Technical Abstract: Salivary gland degeneration in the female tick, Amblyomma hebraeum Koch, is triggered by an ecdysteroid (ES) hormone. Under both in vivo and in vitro conditions, it requires 4 days for completion. In partially fed females that have fed beyond a 'critical weight', the commitment period for salivary gland degeneration occurs between 24 and 48 h after removal from the host. Although tissue degeneration begins with 24 h post- engorgement, ES titre as measured by radioimmunoassay (RIA) does not rise to threshold levels until 48 h post engorgement.
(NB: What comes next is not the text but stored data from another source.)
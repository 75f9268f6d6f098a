//! pvault-crypto: client-side envelope encryption for photo backups
//!
//! Each file gets its own AES-256-GCM key. The key either travels in the
//! envelope as-is, or wrapped under a key derived from a passphrase.
//!
//! ```text
//! file key (256-bit random, per file)
//!   └── file AEAD: AES-256-GCM (key=file_key, nonce=random 96-bit)
//! passphrase (optional)
//!   └── wrapping key = PBKDF2-HMAC-SHA256(passphrase, salt=random 128-bit, 100k)
//!         └── key wrap AEAD: AES-256-GCM (key=wrapping, nonce=random 96-bit)
//! ```

pub(crate) mod aead;
pub mod batch;
pub mod entropy;
pub mod envelope;
pub mod error;
pub mod kdf;
pub mod keys;
pub mod sidecar;

pub use batch::{encrypt_batch, BatchItem, BatchMode, BatchOutcome};
pub use entropy::{EntropySource, OsEntropy};
pub use envelope::{decrypt_file, encrypt_file, Encryptor, Envelope, KeyMaterial};
pub use error::{CryptoError, CryptoResult};
pub use kdf::{derive_key, KdfParams, PBKDF2_DEFAULT_ITERATIONS};
pub use keys::{generate_key, unwrap_key, wrap_key, EncryptionKey};
pub use sidecar::Sidecar;

/// Size of a file or wrapping key in bytes (256-bit)
pub const KEY_SIZE: usize = 32;

/// Size of an AES-GCM nonce (96-bit)
pub const NONCE_SIZE: usize = 12;

/// Size of a GCM authentication tag
pub const TAG_SIZE: usize = 16;

/// Size of a key-derivation salt
pub const SALT_SIZE: usize = 16;
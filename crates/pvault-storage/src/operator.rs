//! Opening the backup bucket: credential lookup, endpoint policy, and the
//! OpenDAL S3 operator behind a `BackupStore`.

use anyhow::{bail, Context, Result};
use opendal::Operator;
use pvault_core::config::StorageConfig;
use secrecy::{ExposeSecret, SecretString};

use crate::store::BackupStore;

/// Environment variables checked for the access key id, in order.
pub const ACCESS_KEY_VARS: [&str; 2] = ["AWS_ACCESS_KEY_ID", "PVAULT_ACCESS_KEY_ID"];
/// Environment variables checked for the secret key, in order.
pub const SECRET_KEY_VARS: [&str; 2] = ["AWS_SECRET_ACCESS_KEY", "PVAULT_SECRET_ACCESS_KEY"];

/// Bucket credentials. The secret half never appears in `Debug` output.
#[derive(Debug)]
pub struct BucketCredentials {
    pub access_key_id: String,
    pub secret_access_key: SecretString,
}

impl BucketCredentials {
    pub fn new(access_key_id: impl Into<String>, secret_access_key: impl Into<String>) -> Self {
        Self {
            access_key_id: access_key_id.into(),
            secret_access_key: SecretString::from(secret_access_key.into()),
        }
    }

    /// Read credentials from the process environment.
    pub fn from_env() -> Result<Self> {
        Self::from_lookup(|name| std::env::var(name).ok())
    }

    /// Resolve credentials through `lookup`, preferring the AWS names over
    /// the pvault ones. Empty values count as unset.
    pub fn from_lookup(lookup: impl Fn(&str) -> Option<String>) -> Result<Self> {
        let find = |names: &[&str]| {
            names
                .iter()
                .copied()
                .find_map(|n| lookup(n).filter(|v| !v.trim().is_empty()))
        };

        let Some(access_key_id) = find(&ACCESS_KEY_VARS[..]) else {
            bail!(
                "S3 credentials not set\n\
                 Set AWS_ACCESS_KEY_ID and AWS_SECRET_ACCESS_KEY environment variables.\n\
                 Example:\n\
                 \texport AWS_ACCESS_KEY_ID=your-key\n\
                 \texport AWS_SECRET_ACCESS_KEY=your-secret"
            );
        };
        let Some(secret) = find(&SECRET_KEY_VARS[..]) else {
            bail!("AWS_SECRET_ACCESS_KEY environment variable not set");
        };
        Ok(Self::new(access_key_id, secret))
    }
}

/// Apply the `enforce_tls` policy to the configured endpoint.
///
/// Envelopes stay encrypted over plaintext HTTP, but credentials and file
/// records do not, so it is refused under `enforce_tls` and warned about
/// otherwise.
pub fn check_endpoint(storage: &StorageConfig) -> Result<()> {
    let endpoint = storage.endpoint.trim();
    if endpoint.is_empty() {
        bail!("storage.endpoint is empty");
    }
    let plaintext = endpoint
        .get(..7)
        .is_some_and(|scheme| scheme.eq_ignore_ascii_case("http://"));
    if !plaintext {
        return Ok(());
    }
    if storage.enforce_tls {
        bail!(
            "storage endpoint uses plaintext HTTP ({endpoint}), but enforce_tls is enabled. \
             Use an HTTPS endpoint or set storage.enforce_tls = false for local testing."
        );
    }
    tracing::warn!(
        endpoint,
        "storage endpoint uses plaintext HTTP; credentials and file names travel unencrypted"
    );
    Ok(())
}

/// Build the S3 operator for `storage` with retries and request logging.
pub fn build_operator(storage: &StorageConfig, creds: &BucketCredentials) -> Result<Operator> {
    check_endpoint(storage)?;

    let builder = opendal::services::S3::default()
        .endpoint(storage.endpoint.trim())
        .region(&storage.region)
        .bucket(&storage.bucket)
        .access_key_id(&creds.access_key_id)
        .secret_access_key(creds.secret_access_key.expose_secret());

    let op = Operator::new(builder)
        .with_context(|| format!("opening bucket {}", storage.bucket))?
        .layer(opendal::layers::LoggingLayer::default())
        .layer(
            opendal::layers::RetryLayer::new()
                .with_max_times(5)
                .with_jitter(),
        )
        .finish();

    tracing::debug!(
        endpoint = %storage.endpoint,
        bucket = %storage.bucket,
        prefix = %storage.prefix,
        "backup bucket ready"
    );
    Ok(op)
}

/// Open the configured bucket as a `BackupStore` rooted at `storage.prefix`.
pub fn open_store(storage: &StorageConfig, creds: &BucketCredentials) -> Result<BackupStore> {
    let op = build_operator(storage, creds)?;
    Ok(BackupStore::new(op, &storage.prefix))
}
To explain this anomaly, we examined two hypotheses: (1) there is an early hormonal signal (3-dehydroecdysone; 3DE) which is an ES not detectable by the antibody used in our RIA and (2) the low hemolymph titre during the first two days post-engorgement is not an accurate reflection of the ES concentration within the tissue itself. 3-Oxoecdysteroid 3 beta-reductase (ketoreductase) was present in salivary glands, but neither ketoreductase nor 3DE was detected in hemolymph. The ES content of salivary gland homogenates was similar to that of the hemolymph while that of saliva was undetectable. Together, these results support our second hypothesis that the metabolically active tissue of the salivary gland is exposed to a much higher concentration of ES than is present in the hemolymph.